News/Research

Announcing our 2017-2018 Faculty Seed Grant Recipients

13 Apr, 2017

Announcing our 2017-2018 Faculty Seed Grant Recipients

This year the Berkeley Center for New Media was thrilled to support four junior faculty in their scholarship through seed grants that will help catalyze their research in new media. From practices as diverse as Art Practice, Architecture, and Film and Media, we are excited to congratulate these amazing scholars!

Andrew Atwood

New Apps for New Audiences will further Andrew's previous work and research on interactive app designs as way to engage and attract new audiences to architecture. Within the spirit of this accessibility and freedom, this research grant would support the development of an app that builds on my ongoing research into Accessory Dwelling Unit (ADU) design. This grant will aid the production of an interactive mobile tool that enables people to consider the possibilities of adding housing to their existing home, like a traditional ADU, but additionally will allow people to speculate on small scale housing solutions in other open spaces that have not yet been considered by planning institutions or developers. In this way, the app enables everyone, practitioners and the public alike, to rethink our preconceived notions about zoning and challenge us to think small on a big scale.

Asma Kazmi

Cranes and Cube: Architecture, built and unbuilt is a multifaceted new media art/architecture project. The aim of this project is to map the radically changing sites and topographies of Saudi Arabia. It surveys the political force fields of idealism and grandeur of the real estate boom in the region, which is in dialogue with cycles of change and transformation of preexisting structures and localities. This project aims to analyze the interminable currents of buildings--built and unbuilt--and the histories, desires, and concurrent contexts that inform this process. Asma will lead a research trip, along with 2 graduate students, to film, document, and re/present the current state of the sites and locations that Al-Hariri-Rifai, a Syrian American artist, traveler, architect, teacher, and writer, drew. The final outcome of this investigation will be an art exhibit which will interweave Wahbi al-Hariri-Rifai’s drawings with a critical juxtaposition of new media objects and documents collected and made during this trip, particularly through immersive technologies such as AR/VR.

Neyran Turan

New Cadavre Exquis: Matter, Debris, and Ruins aims to build unconventional linkages between architecture, digital media, and geology.
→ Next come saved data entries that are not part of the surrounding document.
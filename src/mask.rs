//! Month bitmask helpers.
//!
//! A month is stored as a `u32` where bit `k` stands for day `k + 1`. Months are addressed by a
//! 0-based index (`0` is January, `11` is December).

use crate::error::{CalendarError, Result};
use chrono::{Datelike, NaiveDate};

pub const JANUARY: u32 = 0;
pub const FEBRUARY: u32 = 1;
pub const MARCH: u32 = 2;
pub const APRIL: u32 = 3;
pub const MAY: u32 = 4;
pub const JUNE: u32 = 5;
pub const JULY: u32 = 6;
pub const AUGUST: u32 = 7;
pub const SEPTEMBER: u32 = 8;
pub const OCTOBER: u32 = 9;
pub const NOVEMBER: u32 = 10;
pub const DECEMBER: u32 = 11;

/// Whether a mask selects a single day or everything but that day.
#[derive(Debug, Clone, Copy, PartialEq, Eq)]
pub enum Polarity {
    /// Only the bit of the day is set; OR it into a month to activate the day.
    Active,
    /// Every valid bit except the day's is set; AND it into a month to deactivate the day.
    Inactive,
}

pub(crate) fn check_month_index(month_index: u32) -> Result<()> {
    if month_index > 11 {
        return Err(CalendarError::InvalidMonthIndex { month_index });
    }
    Ok(())
}

/// Number of days in the month at `month_index` of `year`, fails for years chrono cannot
/// represent.
///
/// ```
/// use activecal::mask::{days_in_month, DECEMBER, FEBRUARY};
///
/// assert_eq!(days_in_month(2024, FEBRUARY).unwrap(), 29);
/// assert_eq!(days_in_month(2023, FEBRUARY).unwrap(), 28);
/// assert_eq!(days_in_month(2023, DECEMBER).unwrap(), 31);
/// assert!(days_in_month(2023, 12).is_err());
/// ```
pub fn days_in_month(year: i32, month_index: u32) -> Result<u32> {
    check_month_index(month_index)?;
    let month = month_index + 1;
    NaiveDate::from_ymd_opt(year, month + 1, 1)
        .or_else(|| NaiveDate::from_ymd_opt(year.checked_add(1)?, 1, 1))
        .and_then(|next_month| next_month.pred_opt())
        .map(|last_day| last_day.day())
        .ok_or(CalendarError::DateOutOfRange {
            year,
            month_index,
            day: 1,
        })
}

/// Mask with the low `days_in_month` bits set, i.e. every day of the month active.
pub fn all_active_mask(year: i32, month_index: u32) -> Result<u32> {
    Ok(low_bits(days_in_month(year, month_index)?))
}

/// Mask isolating `day` in the month at `month_index`, see [`Polarity`].
///
/// ```
/// use activecal::mask::{day_mask, Polarity};
///
/// assert_eq!(day_mask(2023, 0, 3, Polarity::Active).unwrap(), 0b100);
/// assert_eq!(day_mask(2023, 1, 1, Polarity::Inactive).unwrap(), 0x0fff_fffe);
/// ```
pub fn day_mask(year: i32, month_index: u32, day: u32, polarity: Polarity) -> Result<u32> {
    let days_in_month = days_in_month(year, month_index)?;
    if !(1..=days_in_month).contains(&day) {
        return Err(CalendarError::DayOutOfRange { day, days_in_month });
    }
    let bit = 1 << (day - 1);
    Ok(match polarity {
        Polarity::Active => bit,
        Polarity::Inactive => low_bits(days_in_month) & !bit,
    })
}

// `days` never exceeds 31
fn low_bits(days: u32) -> u32 {
    (1 << days) - 1
}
It positions certain problems brought by climate change and the Anthropocene, such as materiality, obsolescence, and waste in architectural terms. Inherent in the premise of the project is the proposition of a new conception of architecture’s engagement with the wider world through a specific focus on design’s capacity to impact planetary imagination. This is an extension of Neyran's previous project on architectural materiality, which from the recalcitrance of a particular raw matter and its extraction from a specific geographic location, to its processing, transportation, and construction into a desired finished effect in a building, to its maintenance, demolition and waste, aims to open future dialogues in relation to the spatial and temporal long-span of architectural materiality.

Damon Young

After the Private Self asks the question: is the self of Rousseau’s Confessions the same as the self of the twenty-first century digital selfie? To what extent is subjectivity bound up in the apparatuses of its technical mediation? In the eighteenth and nineteenth centuries, a "modern individual" took shape through the relatively new forms of the novel and the autobiography. That modern individual, writes Dipesh Chakrabarty in Provincializing Europe, is “supposed to have an interiorized ‘private’ self that pours out incessantly in diaries, letters, autobiographies, novels, and, of course, in what we say to our analysts.” In this project, I ask in what way this “private self" survives into the twenty-first century, when novels and autobiographies have ceded their position as “cultural dominant” to new media modes and platforms, and when psychoanalysis has ceded its own position of cultural dominance to cognitive behavioral therapy and other data-based and empirical methods.